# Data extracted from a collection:
········

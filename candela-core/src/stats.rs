//! Process-wide request accounting.
//!
//! A single [`StatsCollector`] is created by the caller and shared (as an
//! `Arc`) between the manager and every adapter.

use std::collections::BTreeMap;
use std::sync::{Mutex, MutexGuard, PoisonError};

use serde::{Deserialize, Serialize};

use crate::timeframe::canonical_label;

#[cfg(feature = "tracing")]
use tracing::debug;

/// Per-provider counters.
#[derive(Debug, Clone, Copy, Default, PartialEq, Eq, Serialize, Deserialize)]
pub struct ProviderCounters {
    /// Upstream requests issued.
    pub requests: u64,
    /// Requests answered from the adapter cache.
    pub cache_hits: u64,
    /// Requests that missed the adapter cache.
    pub cache_misses: u64,
}

#[derive(Debug, Default)]
struct Counters {
    total_requests: u64,
    cache_hits: u64,
    cache_misses: u64,
    coalesced: u64,
    by_provider: BTreeMap<String, ProviderCounters>,
    by_timeframe: BTreeMap<String, u64>,
}

/// Point-in-time snapshot of the collector.
#[derive(Debug, Clone, PartialEq, Serialize, Deserialize)]
pub struct StatsSummary {
    /// Upstream requests across all providers.
    pub total_requests: u64,
    /// Cache hits across all providers.
    pub cache_hits: u64,
    /// Cache misses across all providers.
    pub cache_misses: u64,
    /// Hit rate in percent, rounded to one decimal. Zero when nothing was looked up.
    pub cache_hit_rate: f64,
    /// Callers that attached to an already running fetch.
    pub coalesced: u64,
    /// Counters keyed by provider name.
    pub by_provider: BTreeMap<String, ProviderCounters>,
    /// Upstream requests keyed by the provider-native timeframe token.
    pub by_timeframe: BTreeMap<String, u64>,
}

/// Thread-safe counters of upstream requests, cache hits and coalesced waits.
#[derive(Debug, Default)]
pub struct StatsCollector {
    inner: Mutex<Counters>,
}

impl StatsCollector {
    /// Create an empty collector.
    #[must_use]
    pub fn new() -> Self {
        Self::default()
    }

    fn lock(&self) -> MutexGuard<'_, Counters> {
        self.inner.lock().unwrap_or_else(PoisonError::into_inner)
    }

    /// Count one upstream request for a bar length of `minutes`.
    ///
    /// Timeframes are tallied under their canonical label, so `"60"` on one
    /// provider and `"1h"` on another land in the same bucket.
    pub fn record_request(&self, provider: &str, minutes: u32) {
        let mut c = self.lock();
        c.total_requests += 1;
        c.by_provider
            .entry(provider.to_string())
            .or_default()
            .requests += 1;
        *c.by_timeframe.entry(canonical_label(minutes)).or_default() += 1;
    }

    /// Count a cache hit for `provider`.
    pub fn record_cache_hit(&self, provider: &str) {
        let mut c = self.lock();
        c.cache_hits += 1;
        c.by_provider
            .entry(provider.to_string())
            .or_default()
            .cache_hits += 1;
    }

    /// Count a cache miss for `provider`.
    pub fn record_cache_miss(&self, provider: &str) {
        let mut c = self.lock();
        c.cache_misses += 1;
        c.by_provider
            .entry(provider.to_string())
            .or_default()
            .cache_misses += 1;
    }

    /// Count a caller that joined an in-flight fetch instead of starting one.
    pub fn record_coalesced(&self) {
        self.lock().coalesced += 1;
    }

    /// Snapshot all counters.
    #[must_use]
    pub fn summary(&self) -> StatsSummary {
        let c = self.lock();
        let lookups = c.cache_hits + c.cache_misses;
        #[allow(clippy::cast_precision_loss)]
        let cache_hit_rate = if lookups == 0 {
            0.0
        } else {
            (c.cache_hits as f64 / lookups as f64 * 1000.0).round() / 10.0
        };
        StatsSummary {
            total_requests: c.total_requests,
            cache_hits: c.cache_hits,
            cache_misses: c.cache_misses,
            cache_hit_rate,
            coalesced: c.coalesced,
            by_provider: c.by_provider.clone(),
            by_timeframe: c.by_timeframe.clone(),
        }
    }

    /// Zero every counter.
    pub fn reset(&self) {
        *self.lock() = Counters::default();
    }

    /// Emit the current summary as a structured `debug` event.
    pub fn log_summary(&self) {
        let s = self.summary();
        #[cfg(feature = "tracing")]
        debug!(
            total_requests = s.total_requests,
            cache_hits = s.cache_hits,
            cache_misses = s.cache_misses,
            cache_hit_rate = s.cache_hit_rate,
            coalesced = s.coalesced,
            providers = ?s.by_provider,
            timeframes = ?s.by_timeframe,
            "candela request statistics"
        );
        #[cfg(not(feature = "tracing"))]
        let _ = s;
    }
}
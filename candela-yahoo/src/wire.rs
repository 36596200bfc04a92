//! Chart API payload.

use serde::Deserialize;

use candela_core::{CandelaError, Candle};

#[derive(Debug, Deserialize)]
pub(crate) struct ChartResponse {
    chart: ChartBody,
}

#[derive(Debug, Deserialize)]
struct ChartBody {
    #[serde(default)]
    result: Option<Vec<ChartData>>,
    #[serde(default)]
    error: Option<ChartError>,
}

#[derive(Debug, Deserialize)]
pub(crate) struct ChartError {
    pub(crate) code: String,
    #[serde(default)]
    pub(crate) description: Option<String>,
}

#[derive(Debug, Deserialize)]
struct ChartData {
    #[serde(default)]
    timestamp: Option<Vec<i64>>,
    #[serde(default)]
    indicators: Option<Indicators>,
}

#[derive(Debug, Deserialize)]
struct Indicators {
    #[serde(default)]
    quote: Vec<QuoteColumns>,
}

#[derive(Debug, Default, Deserialize)]
struct QuoteColumns {
    #[serde(default)]
    open: Vec<Option<f64>>,
    #[serde(default)]
    high: Vec<Option<f64>>,
    #[serde(default)]
    low: Vec<Option<f64>>,
    #[serde(default)]
    close: Vec<Option<f64>>,
    #[serde(default)]
    volume: Vec<Option<f64>>,
}

impl ChartResponse {
    /// Candles in upstream order.
    ///
    /// A `Not Found` chart error means the symbol is unknown and yields no
    /// candles. Bars with any missing price or an out-of-range time are
    /// skipped; a missing volume counts as zero.
    pub(crate) fn into_candles(self, bar_minutes: u32) -> Result<Vec<Candle>, CandelaError> {
        if let Some(err) = self.chart.error {
            if err.code.eq_ignore_ascii_case("not found") {
                return Ok(Vec::new());
            }
            return Err(CandelaError::Data(format!(
                "chart error {}: {}",
                err.code,
                err.description.unwrap_or_default()
            )));
        }
        let Some(data) = self.chart.result.and_then(|r| r.into_iter().next()) else {
            return Ok(Vec::new());
        };
        let timestamps = data.timestamp.unwrap_or_default();
        let q = data
            .indicators
            .and_then(|i| i.quote.into_iter().next())
            .unwrap_or_default();

        let bar_ms = i64::from(bar_minutes) * 60_000;
        let at = |col: &[Option<f64>], i: usize| col.get(i).copied().flatten();
        Ok(timestamps
            .iter()
            .enumerate()
            .filter_map(|(i, &ts)| {
                let open_time = ts.checked_mul(1000)?;
                let close_time = open_time.checked_add(bar_ms - 1)?;
                Some(Candle::new(
                    open_time,
                    at(&q.open, i)?,
                    at(&q.high, i)?,
                    at(&q.low, i)?,
                    at(&q.close, i)?,
                    at(&q.volume, i).unwrap_or(0.0),
                    close_time,
                ))
            })
            .collect())
    }
}
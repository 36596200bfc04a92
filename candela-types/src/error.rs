use serde::{Deserialize, Serialize};
use thiserror::Error;

/// Unified error type for the candela workspace.
///
/// Two variants end a provider chain outright (`TimeframeUnsupported`,
/// `StaleData`); everything else is recoverable from the chain's point of view
/// and only surfaces to callers through the `AllProvidersFailed` aggregate.
#[derive(Debug, Error, Serialize, Deserialize, Clone, PartialEq)]
#[non_exhaustive]
pub enum CandelaError {
    /// The symbol exists on the provider but the requested timeframe cannot be served.
    #[error(
        "timeframe '{timeframe}' not supported for symbol '{symbol}' by provider {provider} (supported: {})",
        .supported.join(", ")
    )]
    TimeframeUnsupported {
        /// Timeframe exactly as the caller requested it.
        timeframe: String,
        /// Symbol the request was made for.
        symbol: String,
        /// Provider that rejected the timeframe.
        provider: String,
        /// Every timeframe the provider accepts, in canonical notation.
        supported: Vec<String>,
    },

    /// The newest candle returned by a provider is older than the allowed age.
    #[error(
        "{provider} returned stale data for {symbol} {timeframe}: newest candle is {age_days:.1} days old (max {max_age_days} days)"
    )]
    StaleData {
        /// Provider that returned the stale series.
        provider: String,
        /// Symbol the request was made for.
        symbol: String,
        /// Timeframe exactly as the caller requested it.
        timeframe: String,
        /// Age of the newest candle in days.
        age_days: f64,
        /// Maximum age tolerated for this timeframe granularity.
        max_age_days: f64,
    },

    /// Every provider in the chain was tried without a qualifying result.
    #[error("all providers failed for symbol: {symbol}")]
    AllProvidersFailed {
        /// Symbol the request was made for.
        symbol: String,
    },

    /// An individual connector failed (network, HTTP status, upstream rejection).
    #[error("{connector} failed: {msg}")]
    Connector {
        /// Connector name that failed.
        connector: String,
        /// Human-readable error message.
        msg: String,
    },

    /// Malformed or unexpected upstream payload.
    #[error("data issue: {0}")]
    Data(String),

    /// Invalid input argument.
    #[error("invalid argument: {0}")]
    InvalidArg(String),

    /// Unknown/opaque error.
    #[error("unknown error: {0}")]
    Other(String),
}

/// How a provider failure affects the fallback chain.
#[derive(Debug, Clone, Copy, PartialEq, Eq, Hash, Serialize, Deserialize)]
pub enum FailureClass {
    /// Definitive answer: the timeframe is invalid for a known symbol. Stops the chain.
    Unsupported,
    /// Definitive answer: the data is too old to be used. Stops the chain.
    Stale,
    /// Provider-specific gap or outage. The chain advances to the next provider.
    Transient,
}

impl CandelaError {
    /// Helper: build a `Connector` error with the connector name and message.
    pub fn connector(connector: impl Into<String>, msg: impl Into<String>) -> Self {
        Self::Connector {
            connector: connector.into(),
            msg: msg.into(),
        }
    }

    /// Helper: build a `TimeframeUnsupported` error.
    pub fn timeframe_unsupported(
        timeframe: impl Into<String>,
        symbol: impl Into<String>,
        provider: impl Into<String>,
        supported: Vec<String>,
    ) -> Self {
        Self::TimeframeUnsupported {
            timeframe: timeframe.into(),
            symbol: symbol.into(),
            provider: provider.into(),
            supported,
        }
    }

    /// Helper: build an `AllProvidersFailed` error for a symbol.
    pub fn all_providers_failed(symbol: impl Into<String>) -> Self {
        Self::AllProvidersFailed {
            symbol: symbol.into(),
        }
    }

    /// Classify this error for fallback-chain handling.
    #[must_use]
    pub const fn class(&self) -> FailureClass {
        match self {
            Self::TimeframeUnsupported { .. } => FailureClass::Unsupported,
            Self::StaleData { .. } => FailureClass::Stale,
            Self::AllProvidersFailed { .. }
            | Self::Connector { .. }
            | Self::Data(_)
            | Self::InvalidArg(_)
            | Self::Other(_) => FailureClass::Transient,
        }
    }

    /// Returns true if this error must propagate out of the provider chain.
    #[must_use]
    pub const fn is_chain_terminating(&self) -> bool {
        !matches!(self.class(), FailureClass::Transient)
    }
}

impl From<serde_json::Error> for CandelaError {
    fn from(e: serde_json::Error) -> Self {
        Self::Data(e.to_string())
    }
}
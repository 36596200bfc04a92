#![allow(dead_code)]

use std::sync::Arc;

use candela::{Candle, CandleConnector, ProviderManager, StatsCollector};
use candela_mock::fixtures;
use chrono::{DateTime, TimeZone, Utc};

pub fn fixed_now() -> DateTime<Utc> {
    Utc.with_ymd_and_hms(2024, 3, 15, 12, 0, 0).unwrap()
}

pub fn now_ms() -> i64 {
    fixed_now().timestamp_millis()
}

/// Fresh series of `n` bars at `minutes` ending at the fixed clock.
pub fn fresh(n: usize, minutes: u32) -> Vec<Candle> {
    fixtures::fresh_series(n, minutes, now_ms())
}

pub fn manager(
    connectors: &[Arc<dyn CandleConnector>],
    stats: Arc<StatsCollector>,
) -> ProviderManager {
    connectors
        .iter()
        .fold(ProviderManager::builder(), |b, c| b.with_connector(Arc::clone(c)))
        .stats(stats)
        .clock(fixed_now)
        .build()
        .unwrap()
}
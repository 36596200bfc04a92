mod support;

use candela_core::{DedupKey, fetch_paginated};
use proptest::prelude::*;
use support::ReversedHistory;

fn block_on<F: std::future::Future>(fut: F) -> F::Output {
    tokio::runtime::Builder::new_current_thread()
        .build()
        .unwrap()
        .block_on(fut)
}

proptest! {
    #![proptest_config(ProptestConfig::with_cases(64))]

    #[test]
    fn merged_series_is_recent_unique_and_sorted(
        total in 0usize..3_000,
        limit in 1usize..2_500,
        overlap in 1usize..=250,
    ) {
        let history = ReversedHistory::new(total, 500, overlap);
        let h = history.clone();
        let out = block_on(fetch_paginated(limit, 500, DedupKey::OpenTime, move |offset| {
            let page = h.page(offset);
            async move { Ok(page) }
        }))
        .unwrap();

        prop_assert_eq!(out.len(), limit.min(total));
        prop_assert!(out.windows(2).all(|w| w[0].open_time < w[1].open_time));
        prop_assert_eq!(&out, &history.expected(limit));

        let offsets = history.offsets();
        prop_assert_eq!(offsets.first().copied(), Some(0));
        prop_assert!(offsets.windows(2).all(|w| w[1] == w[0] + 500));
    }

    #[test]
    fn gapless_history_needs_ceil_pages(limit in 1usize..6_000) {
        let history = ReversedHistory::new(20_000, 500, 0);
        let h = history.clone();
        block_on(fetch_paginated(limit, 500, DedupKey::OpenTime, move |offset| {
            let page = h.page(offset);
            async move { Ok(page) }
        }))
        .unwrap();
        prop_assert_eq!(history.offsets().len(), limit.div_ceil(500));
    }
}
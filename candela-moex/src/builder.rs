use std::sync::Arc;

use chrono::{DateTime, Utc};

use candela_core::{AdapterCache, CacheConfig, CandelaError, PaginationConfig, StatsCollector};

use crate::{DEFAULT_BASE_URL, MoexConnector};

/// Configures a [`MoexConnector`].
///
/// Defaults target the TQBR board of the stock/shares market on the public
/// ISS host, with 500-record pages and a five-minute cache.
#[derive(Debug, Clone)]
pub struct MoexConnectorBuilder {
    base_url: String,
    engine: String,
    market: String,
    board: String,
    pagination: PaginationConfig,
    cache: CacheConfig,
    stats: Option<Arc<StatsCollector>>,
    http: Option<reqwest::Client>,
    clock: fn() -> DateTime<Utc>,
}

impl Default for MoexConnectorBuilder {
    fn default() -> Self {
        Self {
            base_url: DEFAULT_BASE_URL.to_string(),
            engine: "stock".to_string(),
            market: "shares".to_string(),
            board: "TQBR".to_string(),
            pagination: PaginationConfig::default(),
            cache: CacheConfig::default(),
            stats: None,
            http: None,
            clock: Utc::now,
        }
    }
}

impl MoexConnectorBuilder {
    /// Override the ISS root, e.g. to point at a mirror or a test server.
    #[must_use]
    pub fn base_url(mut self, url: impl Into<String>) -> Self {
        self.base_url = url.into();
        self
    }

    /// Select engine, market and board.
    #[must_use]
    pub fn board(
        mut self,
        engine: impl Into<String>,
        market: impl Into<String>,
        board: impl Into<String>,
    ) -> Self {
        self.engine = engine.into();
        self.market = market.into();
        self.board = board.into();
        self
    }

    /// Records per upstream call.
    #[must_use]
    pub const fn pagination(mut self, cfg: PaginationConfig) -> Self {
        self.pagination = cfg;
        self
    }

    /// Cache settings.
    #[must_use]
    pub const fn cache(mut self, cfg: CacheConfig) -> Self {
        self.cache = cfg;
        self
    }

    /// Share a statistics collector with the manager and other connectors.
    #[must_use]
    pub fn stats(mut self, stats: Arc<StatsCollector>) -> Self {
        self.stats = Some(stats);
        self
    }

    /// Use a preconfigured HTTP client.
    #[must_use]
    pub fn http_client(mut self, client: reqwest::Client) -> Self {
        self.http = Some(client);
        self
    }

    /// Replace the wall clock used to size date windows.
    #[must_use]
    pub const fn clock(mut self, clock: fn() -> DateTime<Utc>) -> Self {
        self.clock = clock;
        self
    }

    /// Build the connector.
    ///
    /// # Errors
    /// Returns `InvalidArg` for a zero page size and `Connector` if the HTTP
    /// client cannot be constructed.
    pub fn build(self) -> Result<MoexConnector, CandelaError> {
        if self.pagination.page_size == 0 {
            return Err(CandelaError::InvalidArg("page_size must be positive".into()));
        }
        let http = match self.http {
            Some(c) => c,
            None => reqwest::Client::builder()
                .build()
                .map_err(|e| CandelaError::connector(MoexConnector::NAME, e.to_string()))?,
        };
        Ok(MoexConnector {
            http,
            base_url: self.base_url,
            engine: self.engine,
            market: self.market,
            board: self.board,
            page_size: self.pagination.page_size,
            cache: AdapterCache::new(&self.cache),
            stats: self.stats.unwrap_or_default(),
            clock: self.clock,
        })
    }
}

impl MoexConnector {
    /// Start configuring a connector.
    #[must_use]
    pub fn builder() -> MoexConnectorBuilder {
        MoexConnectorBuilder::default()
    }
}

········

# HOW TO COMPLETE THIS TASK:
Give the count of lines in the data that contain the word "cannot", and write nothing besides it.

# RESPONSE BOX:
2